Abigail Janjic

Abigail Janjic peint, chaussée de basket de course. Mais Abigail danse. Elle enfile son short de jogging, enclenche l’enceinte qui libère aussitôt ses décibels électros ou hip-hop, puisse met en mouvement. Elle virevolte dans son monde bigarré, magnétique, violent, criard, chaud parfois, et parfois glacial. Une vision hallucinée et pourtant très lucide de ce qui vibre au dedans de l’artiste nous est offerte avec CUT STICK LICK PAINT. L’artiste ne peint pas sur toile, mais directement au mur. Elle tisse au mur une toile, un réseau infiniment dense composé d’images glanées sur internet ou scannées de magazines. Elle malaxe ensuite le tout. Faisant passer l’image dans un alambic compliqué d’effets Photoshop, pour l’étirer, la distendre, la dissoudre. L’image est son premier médium. Elle en barbouille allègrement, y plonge les mains sans soucis des conventions. Arguant qu’aujourd’hui, à l’ère d’internet, l’image n’ayant plus de valeur intrinsèque, on peut en faire ce que l’on veut.

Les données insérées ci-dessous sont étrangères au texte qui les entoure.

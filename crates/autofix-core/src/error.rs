//! Error types for the remediation orchestrator
//!
//! Mirrors the recovery taxonomy of the loop:
//! - transient platform failures are retried inside a wait budget
//! - malformed documents trigger a reset to the baseline
//! - rejected remedies advance to the next candidate
//! - publish failures abandon the signature for the session
//! - exhaustion ends the session

use autofix_analyzer::{CatalogError, ErrorSignature};
use autofix_ledger::LedgerError;
use autofix_pipeline::{DocumentError, PatchError};

/// Main remediation error type
#[derive(Debug, thiserror::Error)]
pub enum RemedyError {
    /// CI platform unreachable or run data not ready
    #[error("transient fetch failure: {0}")]
    TransientFetch(String),

    /// Current pipeline document fails structural validation
    #[error("malformed pipeline document: {0}")]
    MalformedDocument(#[source] DocumentError),

    /// Patch engine refused the remedy
    #[error("remedy rejected: {0}")]
    Rejected(#[from] PatchError),

    /// Publish retries exhausted
    #[error("publishing `{remedy_id}` failed after {attempts} attempt(s): {reason}")]
    PublishFailure {
        remedy_id: String,
        attempts: u32,
        reason: String,
    },

    /// Iteration cap reached with unresolved signatures
    #[error("gave up after {iterations} iteration(s) with {} unresolved signature(s)", unresolved.len())]
    Exhausted {
        iterations: u32,
        unresolved: Vec<ErrorSignature>,
    },

    /// Ledger could not be read or flushed
    #[error("ledger error: {0}")]
    Ledger(#[from] LedgerError),

    /// Configuration error
    #[error("configuration error: {0}")]
    Config(String),

    /// Catalog could not be built
    #[error("catalog error: {0}")]
    Catalog(#[from] CatalogError),
}

impl RemedyError {
    /// Configuration error
    pub fn config(msg: impl Into<String>) -> Self {
        Self::Config(msg.into())
    }

    /// Whether the whole session must stop
    #[inline]
    #[must_use]
    pub fn is_terminal(&self) -> bool {
        matches!(
            self,
            Self::Exhausted { .. }
                | Self::MalformedDocument(_)
                | Self::Ledger(_)
                | Self::Config(_)
                | Self::Catalog(_)
        )
    }

    /// Whether retrying the same call may succeed
    #[inline]
    #[must_use]
    pub fn is_retryable(&self) -> bool {
        matches!(self, Self::TransientFetch(_))
    }
}

/// Errors reported by external collaborators
#[derive(Debug, Clone, PartialEq, Eq, thiserror::Error)]
pub enum CollaboratorError {
    /// Service unreachable
    #[error("unavailable: {0}")]
    Unavailable(String),

    /// Requested data does not exist yet
    #[error("not ready: {0}")]
    NotReady(String),

    /// Request refused; retrying will not help
    #[error("refused: {0}")]
    Refused(String),
}

impl CollaboratorError {
    /// Whether a retry may succeed
    #[inline]
    #[must_use]
    pub fn is_transient(&self) -> bool {
        matches!(self, Self::Unavailable(_) | Self::NotReady(_))
    }
}

impl From<CollaboratorError> for RemedyError {
    fn from(e: CollaboratorError) -> Self {
        Self::TransientFetch(e.to_string())
    }
}

/// Result type for orchestrator operations
pub type RemedyResult<T> = Result<T, RemedyError>;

A partir de cet enchevêtrement en apparence anarchique, mais aussi organisé qu’une nuée d’étourneaux, qu’un banc de poissons fous, l’artiste s’attelle à former des connexions, des interdépendances. Autorise ici une autonomie, là un mélange. Elle recouvre ou révèle par une coulure d’acrylique, un spray, une forme géométrique. Étire un fil tracé à l’huile entre deux constellations lointaines pour y forcer une rencontre. CUT STICK LICK PAINT c’est l’intervention d’Abigail Janjic dans l’espace de l’atelier. Pendant six mois, elle a travaillé sans relâche à composer un avion. En un sens, c’est un travail figuratif, car il représente l’extase ressentie jour après jour par l’artiste devant les possibilités offertes par la peinture. Un travail donc qui s’alimente de lui même ; comme une ampoule qui produirait sa propre électricité, comme un planeur dans le vent. Enfin, puisque, de son propre aveu, ce n’est pas la virtuosité qui compte, mais bien la démarche d’expérimentation, la plasticienne ne se soucie pas de la pérennité de son oeuvre. C’est l’instant de création qui importe et CUT STICK LICK PAINT en est une sorte de grand témoin, mille polaroïds compilés. À l’issue de l’exposition, l’oeuvre se verra arrachée sans autre forme de procès. Mais la trace photographique qui survivra se trouvera sans doute réinjectée dans une prochaine réalisation.